START Material to process
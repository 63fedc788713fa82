//
//  git-providers
//  context/git.rs
//
//  Created by Ngonidzashe Mangudya on 2026/01/12.
//  Copyright (c) 2025 IAMNGONI. All rights reserved.
//

//! # Local Checkout
//!
//! Reads the remote URL, branch and head commit of the git repository the
//! `gp` binary runs in, so commands can default to "this repository".
//!
//! Only read access through `git2`; clone, fetch and push are out of scope.
//!
//! ```rust,no_run
//! use git_providers::context::GitContext;
//!
//! if let Ok(git) = GitContext::open() {
//!     if let Some(url) = git.origin_url()? {
//!         println!("origin: {url}");
//!     }
//! }
//! # Ok::<(), anyhow::Error>(())
//! ```

use std::path::Path;

use anyhow::{Context, Result};
use git2::Repository;

/// Read-only handle on a local git repository.
pub struct GitContext {
    repo: Repository,
}

impl GitContext {
    /// Discovers the repository containing the current directory.
    pub fn open() -> Result<Self> {
        Self::open_at(Path::new("."))
    }

    /// Discovers the repository containing `path`, walking up parent directories.
    pub fn open_at(path: &Path) -> Result<Self> {
        let repo = Repository::discover(path)
            .with_context(|| format!("not a git repository: {}", path.display()))?;
        Ok(Self { repo })
    }

    /// URL of the remote called `name`, if configured.
    pub fn remote_url(&self, name: &str) -> Result<Option<String>> {
        match self.repo.find_remote(name) {
            Ok(remote) => Ok(remote.url().map(str::to_string)),
            Err(e) if e.code() == git2::ErrorCode::NotFound => Ok(None),
            Err(e) => Err(e.into()),
        }
    }

    /// URL of `origin`.
    pub fn origin_url(&self) -> Result<Option<String>> {
        self.remote_url("origin")
    }

    /// Short name of the checked-out branch; `None` on a detached or unborn HEAD.
    pub fn current_branch(&self) -> Option<String> {
        let head = self.repo.head().ok()?;
        if !head.is_branch() {
            return None;
        }
        head.shorthand().map(str::to_string)
    }

    /// Commit id HEAD points at.
    pub fn head_sha(&self) -> Option<String> {
        let head = self.repo.head().ok()?;
        head.target().map(|oid| oid.to_string())
    }
}

#[cfg(test)]
mod tests {
    use super::*;

    #[test]
    fn test_reads_origin_remote() {
        let dir = tempfile::tempdir().unwrap();
        let repo = Repository::init(dir.path()).unwrap();
        repo.remote("origin", "https://github.com/daytonaio/daytona.git")
            .unwrap();

        let git = GitContext::open_at(dir.path()).unwrap();
        assert_eq!(
            git.origin_url().unwrap().as_deref(),
            Some("https://github.com/daytonaio/daytona.git")
        );
        assert_eq!(git.remote_url("upstream").unwrap(), None);
        // unborn HEAD
        assert!(git.head_sha().is_none());
    }

    #[test]
    fn test_open_outside_repository_fails() {
        let dir = tempfile::tempdir().unwrap();
        let nested = dir.path().join("nothing");
        std::fs::create_dir(&nested).unwrap();
        // tempdir may itself live inside a repository on some machines
        if Repository::discover(&nested).is_err() {
            assert!(GitContext::open_at(&nested).is_err());
        }
    }
}
//
//  git-providers
//  cli/url.rs
//
//  Created by Ngonidzashe Mangudya on 2026/01/12.
//  Copyright (c) 2025 IAMNGONI. All rights reserved.
//

//! URL commands: `parse`, `link` and `context`

use anyhow::Result;
use clap::Args;

use super::{select_provider, url_or_origin, GlobalOptions};
use crate::context::{GitContext, RepositoryContextRequest};

/// Parse a repository URL without network access
#[derive(Args, Debug)]
pub struct ParseCommand {
    /// Repository URL (defaults to the origin remote)
    pub url: Option<String>,

    /// Also perform lookups the URL cannot carry (e.g. Azure repository ids)
    #[arg(long)]
    pub resolve: bool,
}

impl ParseCommand {
    pub async fn run(&self, global: &GlobalOptions) -> Result<()> {
        let url = url_or_origin(self.url.as_deref())?;
        let provider = select_provider(global, Some(&url))?;

        let ctx = if self.resolve {
            provider.resolve_static_git_context(&url).await?
        } else {
            provider.parse_static_git_context(&url)?
        };

        global.output().write(&ctx)
    }
}

/// Build a repository URL from a repository and a selector
#[derive(Args, Debug)]
pub struct LinkCommand {
    /// Repository URL (defaults to the origin remote)
    pub url: Option<String>,

    /// Branch to link to
    #[arg(long, short = 'b', conflicts_with_all = ["commit", "pr"])]
    pub branch: Option<String>,

    /// Commit to link to
    #[arg(long, short = 'c', conflicts_with = "pr")]
    pub commit: Option<String>,

    /// File path inside the repository
    #[arg(long, conflicts_with = "pr")]
    pub path: Option<String>,

    /// Pull request number
    #[arg(long)]
    pub pr: Option<u32>,

    /// Open the link in the browser
    #[arg(long, short = 'w')]
    pub web: bool,
}

impl LinkCommand {
    pub async fn run(&self, global: &GlobalOptions) -> Result<()> {
        let url = url_or_origin(self.url.as_deref())?;
        let provider = select_provider(global, Some(&url))?;
        let ctx = provider.parse_static_git_context(&url)?;

        let mut request = RepositoryContextRequest::from_context(&ctx);
        request.pr_number = self.pr;
        if self.pr.is_some() {
            request.branch = None;
            request.sha = None;
            request.path = None;
        }
        if let Some(branch) = &self.branch {
            request.branch = Some(branch.clone());
            request.sha = None;
        }
        if let Some(commit) = &self.commit {
            request.branch = Some(commit.clone());
            request.sha = Some(commit.clone());
        }
        if let Some(path) = &self.path {
            request.path = Some(path.trim_start_matches('/').to_string());
        }

        let link = provider.get_url_from_context(&request);
        if self.web {
            webbrowser::open(&link)?;
        }
        if global.json {
            crate::output::write_json(&serde_json::json!({ "url": link }))
        } else {
            println!("{link}");
            Ok(())
        }
    }
}

/// Resolve a URL to a repository with branch and head commit
#[derive(Args, Debug)]
pub struct ContextCommand {
    /// Repository URL (defaults to the origin remote at the checked-out branch)
    pub url: Option<String>,

    /// Override the branch
    #[arg(long, short = 'b')]
    pub branch: Option<String>,

    /// Override the commit
    #[arg(long, short = 'c')]
    pub sha: Option<String>,

    /// Select a pull request
    #[arg(long)]
    pub pr: Option<u32>,
}

impl ContextCommand {
    pub async fn run(&self, global: &GlobalOptions) -> Result<()> {
        let url = url_or_origin(self.url.as_deref())?;
        let provider = select_provider(global, Some(&url))?;

        let mut request = RepositoryContextRequest {
            branch: self.branch.clone(),
            sha: self.sha.clone(),
            pr_number: self.pr,
            ..RepositoryContextRequest::new(url)
        };
        if self.url.is_none() && request.branch.is_none() && request.sha.is_none() && self.pr.is_none() {
            checkout_ref(&mut request);
        }
        let repo = provider.get_repository_context(&request).await?;

        global.output().write(&repo)
    }
}

/// Selects the local checkout's branch, or its HEAD commit when detached.
fn checkout_ref(request: &mut RepositoryContextRequest) {
    let Ok(git) = GitContext::open() else {
        return;
    };
    match git.current_branch() {
        Some(branch) => request.branch = Some(branch),
        None => request.sha = git.head_sha(),
    }
}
END Material to process
## Work item
Look above for the line containing "let mut request = RepositoryContextRequest::from_context(&ctx);". Output from there through the line containing "pub struct ContextCommand", exactly and inclusively.

## Answer to this exercise
        let mut request = RepositoryContextRequest::from_context(&ctx);
        request.pr_number = self.pr;
        if self.pr.is_some() {
            request.branch = None;
            request.sha = None;
            request.path = None;
        }
        if let Some(branch) = &self.branch {
            request.branch = Some(branch.clone());
            request.sha = None;
        }
        if let Some(commit) = &self.commit {
            request.branch = Some(commit.clone());
            request.sha = Some(commit.clone());
        }
        if let Some(path) = &self.path {
            request.path = Some(path.trim_start_matches('/').to_string());
        }

        let link = provider.get_url_from_context(&request);
        if self.web {
            webbrowser::open(&link)?;
        }
        if global.json {
            crate::output::write_json(&serde_json::json!({ "url": link }))
        } else {
            println!("{link}");
            Ok(())
        }
    }
}

/// Resolve a URL to a repository with branch and head commit
#[derive(Args, Debug)]
pub struct ContextCommand {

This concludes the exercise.